• _Supplied records_:

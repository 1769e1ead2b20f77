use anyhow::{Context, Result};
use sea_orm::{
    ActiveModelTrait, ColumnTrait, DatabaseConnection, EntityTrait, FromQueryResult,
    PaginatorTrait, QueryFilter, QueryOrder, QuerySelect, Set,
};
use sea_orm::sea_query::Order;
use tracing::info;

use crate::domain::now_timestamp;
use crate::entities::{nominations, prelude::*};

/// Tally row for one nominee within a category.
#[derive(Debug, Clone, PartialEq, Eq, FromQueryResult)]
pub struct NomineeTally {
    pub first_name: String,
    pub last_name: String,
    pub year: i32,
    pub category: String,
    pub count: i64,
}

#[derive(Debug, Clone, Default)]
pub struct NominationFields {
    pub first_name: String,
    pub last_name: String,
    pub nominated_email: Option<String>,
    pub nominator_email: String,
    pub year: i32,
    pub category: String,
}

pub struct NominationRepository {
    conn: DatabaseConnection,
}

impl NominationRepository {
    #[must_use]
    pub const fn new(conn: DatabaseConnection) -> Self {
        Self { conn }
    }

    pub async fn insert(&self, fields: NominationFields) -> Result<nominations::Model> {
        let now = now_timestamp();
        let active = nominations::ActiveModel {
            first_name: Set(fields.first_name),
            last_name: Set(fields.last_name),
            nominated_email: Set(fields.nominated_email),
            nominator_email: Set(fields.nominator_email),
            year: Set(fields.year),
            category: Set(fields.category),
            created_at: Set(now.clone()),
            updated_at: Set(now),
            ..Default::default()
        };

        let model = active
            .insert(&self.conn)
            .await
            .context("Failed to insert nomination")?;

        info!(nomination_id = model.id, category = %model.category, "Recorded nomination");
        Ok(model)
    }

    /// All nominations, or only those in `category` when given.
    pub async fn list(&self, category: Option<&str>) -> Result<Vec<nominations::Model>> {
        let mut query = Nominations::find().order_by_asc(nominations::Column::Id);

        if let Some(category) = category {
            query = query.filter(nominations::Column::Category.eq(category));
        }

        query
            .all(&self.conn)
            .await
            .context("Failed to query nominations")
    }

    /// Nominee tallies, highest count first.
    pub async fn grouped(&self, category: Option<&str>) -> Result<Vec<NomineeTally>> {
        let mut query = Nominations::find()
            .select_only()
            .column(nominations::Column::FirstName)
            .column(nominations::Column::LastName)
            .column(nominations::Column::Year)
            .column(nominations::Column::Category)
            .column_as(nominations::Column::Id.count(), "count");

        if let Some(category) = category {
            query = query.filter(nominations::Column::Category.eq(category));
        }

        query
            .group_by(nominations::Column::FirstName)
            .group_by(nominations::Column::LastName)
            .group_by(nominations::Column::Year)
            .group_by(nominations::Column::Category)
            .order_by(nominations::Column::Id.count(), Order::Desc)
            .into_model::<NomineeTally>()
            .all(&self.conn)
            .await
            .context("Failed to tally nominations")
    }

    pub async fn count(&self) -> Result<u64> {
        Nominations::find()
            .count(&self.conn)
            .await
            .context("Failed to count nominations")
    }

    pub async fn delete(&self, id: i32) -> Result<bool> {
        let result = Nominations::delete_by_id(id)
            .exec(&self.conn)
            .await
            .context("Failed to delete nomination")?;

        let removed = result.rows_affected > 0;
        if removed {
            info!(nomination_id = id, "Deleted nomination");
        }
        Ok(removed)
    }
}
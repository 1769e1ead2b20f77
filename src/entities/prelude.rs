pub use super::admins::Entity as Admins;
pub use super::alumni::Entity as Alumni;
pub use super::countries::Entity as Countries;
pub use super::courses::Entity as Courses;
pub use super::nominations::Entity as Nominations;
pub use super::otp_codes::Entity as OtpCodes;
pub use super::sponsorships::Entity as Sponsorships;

...

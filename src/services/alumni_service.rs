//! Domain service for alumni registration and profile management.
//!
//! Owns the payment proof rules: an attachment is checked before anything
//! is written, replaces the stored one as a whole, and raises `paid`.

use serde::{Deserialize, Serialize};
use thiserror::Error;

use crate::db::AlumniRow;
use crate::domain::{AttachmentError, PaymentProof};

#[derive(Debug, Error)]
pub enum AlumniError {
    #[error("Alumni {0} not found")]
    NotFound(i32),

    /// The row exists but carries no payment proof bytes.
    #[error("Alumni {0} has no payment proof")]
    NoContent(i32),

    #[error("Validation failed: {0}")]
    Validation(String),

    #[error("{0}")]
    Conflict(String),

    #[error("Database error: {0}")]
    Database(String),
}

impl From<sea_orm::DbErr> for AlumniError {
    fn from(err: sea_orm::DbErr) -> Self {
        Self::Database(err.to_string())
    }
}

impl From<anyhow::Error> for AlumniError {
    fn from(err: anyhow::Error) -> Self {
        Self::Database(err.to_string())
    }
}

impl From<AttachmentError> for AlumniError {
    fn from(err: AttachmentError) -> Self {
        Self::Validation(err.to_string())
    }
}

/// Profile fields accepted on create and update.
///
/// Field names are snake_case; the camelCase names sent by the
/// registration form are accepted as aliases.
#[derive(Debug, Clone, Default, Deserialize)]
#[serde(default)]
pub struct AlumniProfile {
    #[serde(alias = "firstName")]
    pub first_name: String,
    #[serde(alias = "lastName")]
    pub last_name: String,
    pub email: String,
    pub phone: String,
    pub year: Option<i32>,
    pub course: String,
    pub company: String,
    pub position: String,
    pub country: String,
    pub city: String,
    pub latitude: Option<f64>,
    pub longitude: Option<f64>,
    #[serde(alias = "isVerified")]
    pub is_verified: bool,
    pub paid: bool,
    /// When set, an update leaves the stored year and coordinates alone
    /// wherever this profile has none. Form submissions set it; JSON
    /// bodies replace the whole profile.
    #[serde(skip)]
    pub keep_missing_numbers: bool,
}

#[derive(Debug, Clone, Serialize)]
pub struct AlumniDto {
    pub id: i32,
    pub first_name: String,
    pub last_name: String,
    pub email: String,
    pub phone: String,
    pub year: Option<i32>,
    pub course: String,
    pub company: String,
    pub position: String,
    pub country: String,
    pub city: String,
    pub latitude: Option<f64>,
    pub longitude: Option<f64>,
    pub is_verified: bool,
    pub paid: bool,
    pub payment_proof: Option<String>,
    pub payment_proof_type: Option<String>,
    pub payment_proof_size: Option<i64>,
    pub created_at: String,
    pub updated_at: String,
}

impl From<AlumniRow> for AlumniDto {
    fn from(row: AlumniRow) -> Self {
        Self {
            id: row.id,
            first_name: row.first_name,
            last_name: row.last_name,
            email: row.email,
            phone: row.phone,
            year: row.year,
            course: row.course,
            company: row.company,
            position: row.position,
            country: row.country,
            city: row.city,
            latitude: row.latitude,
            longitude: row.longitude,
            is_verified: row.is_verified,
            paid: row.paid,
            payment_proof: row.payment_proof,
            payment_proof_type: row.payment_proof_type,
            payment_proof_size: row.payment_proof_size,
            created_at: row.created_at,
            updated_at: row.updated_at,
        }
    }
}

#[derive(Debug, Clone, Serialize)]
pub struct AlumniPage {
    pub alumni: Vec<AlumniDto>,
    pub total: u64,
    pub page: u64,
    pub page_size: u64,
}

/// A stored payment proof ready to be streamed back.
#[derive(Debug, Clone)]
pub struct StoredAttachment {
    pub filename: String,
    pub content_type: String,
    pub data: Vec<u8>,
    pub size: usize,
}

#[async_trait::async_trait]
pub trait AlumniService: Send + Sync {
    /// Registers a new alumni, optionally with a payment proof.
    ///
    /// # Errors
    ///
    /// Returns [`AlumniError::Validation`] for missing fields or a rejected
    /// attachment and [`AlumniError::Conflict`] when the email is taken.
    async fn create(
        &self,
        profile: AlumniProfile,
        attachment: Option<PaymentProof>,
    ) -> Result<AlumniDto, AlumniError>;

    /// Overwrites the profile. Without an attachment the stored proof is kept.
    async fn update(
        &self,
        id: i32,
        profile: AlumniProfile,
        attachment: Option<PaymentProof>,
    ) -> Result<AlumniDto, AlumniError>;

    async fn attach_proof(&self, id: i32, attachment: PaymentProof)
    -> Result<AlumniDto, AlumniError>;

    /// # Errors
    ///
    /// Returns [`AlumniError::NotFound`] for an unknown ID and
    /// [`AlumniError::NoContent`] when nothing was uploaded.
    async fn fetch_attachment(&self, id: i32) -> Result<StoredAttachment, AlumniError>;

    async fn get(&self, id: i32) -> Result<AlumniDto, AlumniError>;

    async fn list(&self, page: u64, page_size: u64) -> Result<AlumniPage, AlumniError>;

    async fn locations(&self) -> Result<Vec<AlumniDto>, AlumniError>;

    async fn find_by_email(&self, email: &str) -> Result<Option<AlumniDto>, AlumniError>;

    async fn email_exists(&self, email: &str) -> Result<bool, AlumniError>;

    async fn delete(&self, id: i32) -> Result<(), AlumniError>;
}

--

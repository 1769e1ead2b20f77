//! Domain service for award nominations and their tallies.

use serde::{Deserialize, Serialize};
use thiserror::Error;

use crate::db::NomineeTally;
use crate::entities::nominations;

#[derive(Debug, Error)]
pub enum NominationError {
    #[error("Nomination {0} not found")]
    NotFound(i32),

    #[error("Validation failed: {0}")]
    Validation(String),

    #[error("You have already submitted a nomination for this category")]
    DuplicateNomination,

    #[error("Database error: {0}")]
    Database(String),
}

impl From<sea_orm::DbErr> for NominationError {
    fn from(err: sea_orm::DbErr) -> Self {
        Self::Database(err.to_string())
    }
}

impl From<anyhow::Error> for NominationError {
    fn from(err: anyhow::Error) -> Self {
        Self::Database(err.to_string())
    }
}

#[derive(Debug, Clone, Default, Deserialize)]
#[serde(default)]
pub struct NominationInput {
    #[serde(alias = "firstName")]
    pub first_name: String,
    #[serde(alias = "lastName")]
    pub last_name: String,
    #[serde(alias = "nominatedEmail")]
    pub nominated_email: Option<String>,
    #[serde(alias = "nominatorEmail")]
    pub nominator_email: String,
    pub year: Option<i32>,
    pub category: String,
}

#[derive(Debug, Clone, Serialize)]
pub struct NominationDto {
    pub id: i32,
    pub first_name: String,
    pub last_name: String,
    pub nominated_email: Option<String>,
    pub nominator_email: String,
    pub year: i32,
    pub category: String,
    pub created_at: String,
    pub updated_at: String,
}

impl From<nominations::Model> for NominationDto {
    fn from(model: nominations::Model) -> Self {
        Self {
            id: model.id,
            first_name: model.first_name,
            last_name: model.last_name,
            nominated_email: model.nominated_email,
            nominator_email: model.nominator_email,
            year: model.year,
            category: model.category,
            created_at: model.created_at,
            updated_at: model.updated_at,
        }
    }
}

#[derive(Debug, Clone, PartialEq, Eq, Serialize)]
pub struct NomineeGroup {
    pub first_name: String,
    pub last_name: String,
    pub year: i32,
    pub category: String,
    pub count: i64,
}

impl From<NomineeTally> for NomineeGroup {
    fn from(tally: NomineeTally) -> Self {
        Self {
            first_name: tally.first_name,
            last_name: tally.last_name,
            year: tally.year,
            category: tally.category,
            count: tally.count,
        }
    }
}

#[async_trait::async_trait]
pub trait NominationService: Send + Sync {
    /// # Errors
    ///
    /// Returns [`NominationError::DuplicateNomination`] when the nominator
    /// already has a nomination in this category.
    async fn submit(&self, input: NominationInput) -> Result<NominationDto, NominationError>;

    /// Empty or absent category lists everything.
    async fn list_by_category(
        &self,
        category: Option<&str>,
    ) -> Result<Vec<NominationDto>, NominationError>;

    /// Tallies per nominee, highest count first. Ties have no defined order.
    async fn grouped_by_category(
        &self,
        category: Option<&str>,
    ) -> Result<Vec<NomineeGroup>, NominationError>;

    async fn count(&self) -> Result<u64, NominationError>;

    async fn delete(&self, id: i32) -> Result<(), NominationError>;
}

• _Work item_: Count the lines in the entries above that hold the string "struct", and give that count without any other text.

• _Response to the exercise_: 10